Indian student found dead in US; 5th case this year
A 23-year-old Indian-origin student named Sameer Kamath was found dead at Crow's Grove Nature Preserve in Indiana on Monday evening, the Warren County Coroner's office reported. He was pursuing a doctoral degree at Purdue University's Mechanical Engineering Department. His death marks the second Indian-origin student death at Purdue University after Neel Acharya and the fifth in the United States (US) this year.
Kamath was a US citizen
Kamath, who had earned a master's degree in the same department from Purdue in August 2023, was set to complete his doctoral program in 2025. The coroner's office stated that Kamath was a US citizen. The Warren County Coroner's Office and the Sheriff's Office are investigating Kamath's death. An autopsy was set for Tuesday afternoon (local time) in Crawfordsville.

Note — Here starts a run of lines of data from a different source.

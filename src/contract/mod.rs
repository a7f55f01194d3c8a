//! Commit-message contract: a versioned rule catalogue and its validator.
//!
//! Validation is advisory. A report never blocks emission, and a broken
//! contract shows up as a single `contract-fault` error instead of failing
//! the run.

pub mod definition;
pub mod report;
pub mod rules;

use std::path::{Path, PathBuf};

use semver::Version;
use tracing::{debug, info, warn};

use crate::error::ContractError;
use crate::sanitize::SanitizedMessage;

pub use definition::{ContractDefinition, RuleDefinition, RuleKind, Severity};
pub use report::{CONTRACT_FAULT_RULE, ValidationReport, Violation};
pub use rules::CompiledRule;

/// Project contract override, relative to the repository root.
pub const DEFAULT_CONTRACT_PATH: &str = ".scrivener/contract.json";

/// Only contracts with this major version are understood.
pub const SUPPORTED_MAJOR: u64 = 1;

/// Contract shipped with the binary.
pub const EMBEDDED_CONTRACT: &str = include_str!("default_contract.json");

/// Where the contract for a run comes from.
#[derive(Debug, Clone, PartialEq, Eq)]
pub enum ContractSource {
    /// Project default location; the embedded contract applies when absent.
    Project(PathBuf),
    /// Explicitly requested file; it must exist.
    Explicit(PathBuf),
}

/// A compiled contract.
#[derive(Debug, Clone)]
pub struct Contract {
    version: Version,
    rules: Vec<CompiledRule>,
}

impl Contract {
    /// Parse and compile a contract definition.
    pub fn parse(json: &str) -> Result<Self, ContractError> {
        let definition: ContractDefinition =
            serde_json::from_str(json).map_err(ContractError::Malformed)?;
        Self::compile(definition)
    }

    pub fn compile(definition: ContractDefinition) -> Result<Self, ContractError> {
        if definition.version.major != SUPPORTED_MAJOR {
            return Err(ContractError::UnsupportedVersion {
                found: definition.version,
                supported: SUPPORTED_MAJOR,
            });
        }

        let mut rules = Vec::with_capacity(definition.rules.len());
        for rule in &definition.rules {
            if rules.iter().any(|r: &CompiledRule| r.id == rule.id) {
                return Err(ContractError::InvalidRule {
                    rule: rule.id.clone(),
                    reason: "duplicate rule id".to_string(),
                });
            }
            rules.push(CompiledRule::compile(rule)?);
        }

        Ok(Self {
            version: definition.version,
            rules,
        })
    }

    /// The contract shipped with the binary.
    pub fn embedded() -> Result<Self, ContractError> {
        Self::parse(EMBEDDED_CONTRACT)
    }

    pub fn load(source: &ContractSource) -> Result<Self, ContractError> {
        let path = source.path();
        if matches!(source, ContractSource::Project(_)) && !path.exists() {
            debug!("No contract at {}, using embedded contract", path.display());
            return Self::embedded();
        }

        let json = std::fs::read_to_string(path).map_err(|e| ContractError::Unreadable {
            path: path.to_path_buf(),
            source: e,
        })?;
        let contract = Self::parse(&json)?;
        info!("Using contract {} from {}", contract.version, path.display());
        Ok(contract)
    }

    pub fn version(&self) -> &Version {
        &self.version
    }

    pub fn rules(&self) -> &[CompiledRule] {
        &self.rules
    }

    /// Check `message` against every rule, in catalogue order.
    pub fn validate(&self, message: &SanitizedMessage) -> ValidationReport {
        let violations: Vec<Violation> = self
            .rules
            .iter()
            .filter_map(|rule| rule.check(message.as_str()))
            .collect();

        let report = ValidationReport::new(self.version.to_string(), violations);
        debug!(
            "Contract {}: {} errors, {} warnings",
            report.contract_version,
            report.error_count(),
            report.warning_count()
        );
        report
    }
}

/// Load the contract and validate `message`. Never fails: contract faults
/// become a `contract-fault` report.
pub fn validate_message(source: &ContractSource, message: &SanitizedMessage) -> ValidationReport {
    match Contract::load(source) {
        Ok(contract) => contract.validate(message),
        Err(e) => {
            warn!("Contract fault: {}", e);
            ValidationReport::fault(&e)
        }
    }
}

impl ContractSource {
    /// File the contract is read from.
    pub fn path(&self) -> &Path {
        match self {
            ContractSource::Project(path) | ContractSource::Explicit(path) => path,
        }
    }
}

#[cfg(test)]
mod tests {
    use super::*;

    fn message(text: &str) -> SanitizedMessage {
        SanitizedMessage::verbatim(text)
    }

    fn ids(report: &ValidationReport) -> Vec<&str> {
        report.violations.iter().map(|v| v.rule_id.as_str()).collect()
    }

    #[test]
    fn test_embedded_contract_compiles() {
        let contract = Contract::embedded().unwrap();
        assert_eq!(contract.version(), &Version::new(1, 0, 0));
        assert!(contract.rules().len() >= 9);
    }

    #[test]
    fn test_clean_message_has_no_violations() {
        let contract = Contract::embedded().unwrap();
        let report = contract.validate(&message(
            "feat(cli): add check mode\n\nValidate a message without generating one.",
        ));
        assert!(report.is_empty(), "unexpected: {:?}", report.violations);
    }

    #[test]
    fn test_bad_message_reports_errors_and_warnings() {
        let contract = Contract::embedded().unwrap();
        let report = contract.validate(&message("Added Stuff.\nno blank line"));
        let ids = ids(&report);
        assert!(ids.contains(&"subject-format"));
        assert!(ids.contains(&"blank-line-after-subject"));
        assert!(ids.contains(&"subject-trailing-punctuation"));
        assert!(report.error_count() >= 2);
    }

    #[test]
    fn test_unresolved_placeholder_is_error() {
        let contract = Contract::embedded().unwrap();
        let report = contract.validate(&message("docs: x\n\n{{STAGED_FILES_TABLE}}"));
        assert!(ids(&report).contains(&"unresolved-placeholder"));
    }

    #[test]
    fn test_long_subject_hits_both_length_rules() {
        let contract = Contract::embedded().unwrap();
        let subject = format!("feat: {}", "a".repeat(70));
        let report = contract.validate(&message(&format!("{}\n\nbody", subject)));
        let ids = ids(&report);
        assert!(ids.contains(&"subject-max-length"));
        assert!(ids.contains(&"subject-recommended-length"));
    }

    #[test]
    fn test_unsupported_major_version() {
        let result = Contract::parse(r#"{"version":"2.0.0","rules":[]}"#);
        assert!(matches!(result, Err(ContractError::UnsupportedVersion { supported: 1, .. })));
    }

    #[test]
    fn test_minor_versions_are_accepted() {
        let contract = Contract::parse(r#"{"version":"1.4.2","rules":[]}"#).unwrap();
        assert_eq!(contract.version().to_string(), "1.4.2");
    }

    #[test]
    fn test_duplicate_rule_ids_rejected() {
        let json = r#"{"version":"1.0.0","rules":[
            {"id":"a","severity":"error","description":"d","check":"body_required"},
            {"id":"a","severity":"warning","description":"d","check":"no_trailing_whitespace"}
        ]}"#;
        assert!(matches!(Contract::parse(json), Err(ContractError::InvalidRule { .. })));
    }

    #[test]
    fn test_missing_project_contract_uses_embedded() {
        let source = ContractSource::Project(PathBuf::from("/nonexistent/contract.json"));
        let contract = Contract::load(&source).unwrap();
        assert_eq!(contract.version(), &Version::new(1, 0, 0));
    }

    #[test]
    fn test_missing_explicit_contract_is_fault() {
        let source = ContractSource::Explicit(PathBuf::from("/nonexistent/contract.json"));
        let report = validate_message(&source, &message("fix: x"));
        assert_eq!(ids(&report), vec![CONTRACT_FAULT_RULE]);
    }

    #[test]
    fn test_malformed_project_contract_is_fault() {
        let dir = tempfile::tempdir().unwrap();
        let path = dir.path().join("contract.json");
        std::fs::write(&path, "{ not json").unwrap();

        let report = validate_message(&ContractSource::Project(path), &message("fix: x"));
        assert_eq!(report.violations.len(), 1);
        assert_eq!(report.violations[0].severity, Severity::Error);
        assert!(report.violations[0].description.contains("Malformed"));
    }

    #[test]
    fn test_invalid_rule_pattern_is_fault() {
        let dir = tempfile::tempdir().unwrap();
        let path = dir.path().join("contract.json");
        std::fs::write(
            &path,
            r#"{"version":"1.0.0","rules":[{"id":"p","severity":"warning","description":"d","check":"forbidden_pattern","pattern":"(["}]}"#,
        )
        .unwrap();

        let report = validate_message(&ContractSource::Explicit(path), &message("fix: x"));
        assert_eq!(ids(&report), vec![CONTRACT_FAULT_RULE]);
        assert!(report.violations[0].description.contains("'p'"));
    }

    #[test]
    fn test_project_contract_overrides_embedded() {
        let dir = tempfile::tempdir().unwrap();
        let path = dir.path().join("contract.json");
        std::fs::write(
            &path,
            r#"{"version":"1.1.0","rules":[{"id":"short","severity":"warning","description":"Keep it short","check":"subject_max_length","max":5}]}"#,
        )
        .unwrap();

        let report = validate_message(&ContractSource::Project(path), &message("fix: longer"));
        assert_eq!(report.contract_version, "1.1.0");
        assert_eq!(ids(&report), vec!["short"]);
    }
}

Challenges faced by Indian students in the US
Like Kamath, Acharya was pursuing a double major in computer science and data science at Purdue University. Acharya's demise followed the murder of another student Vivek Saini. He was allegedly hammered to death by a homeless drug addict in Georgia. In a separate case, 19-year-old Shreyas Reddy was found dead in Ohio. While, on January 20, an 18-year-old Indian-American student, Akul B Dhawan, at the University of Illinois Urbana-Champaign, was found dead with signs of hypothermia.
Canada has most student deaths among 34 nations
These occurrences have brought attention to the challenges experienced by the Indian student community in the US, which numbers over 3,00,000. Mental stress, loneliness, and substance abuse are recognized as some of the contributing factors to such instances. Last December, the government said that at least 403 Indian students have died overseas since 2018. Canada had the most deaths among the 34 nations, followed by the United Kingdom (48), Russia (40), the US (36), and Australia (35), among others.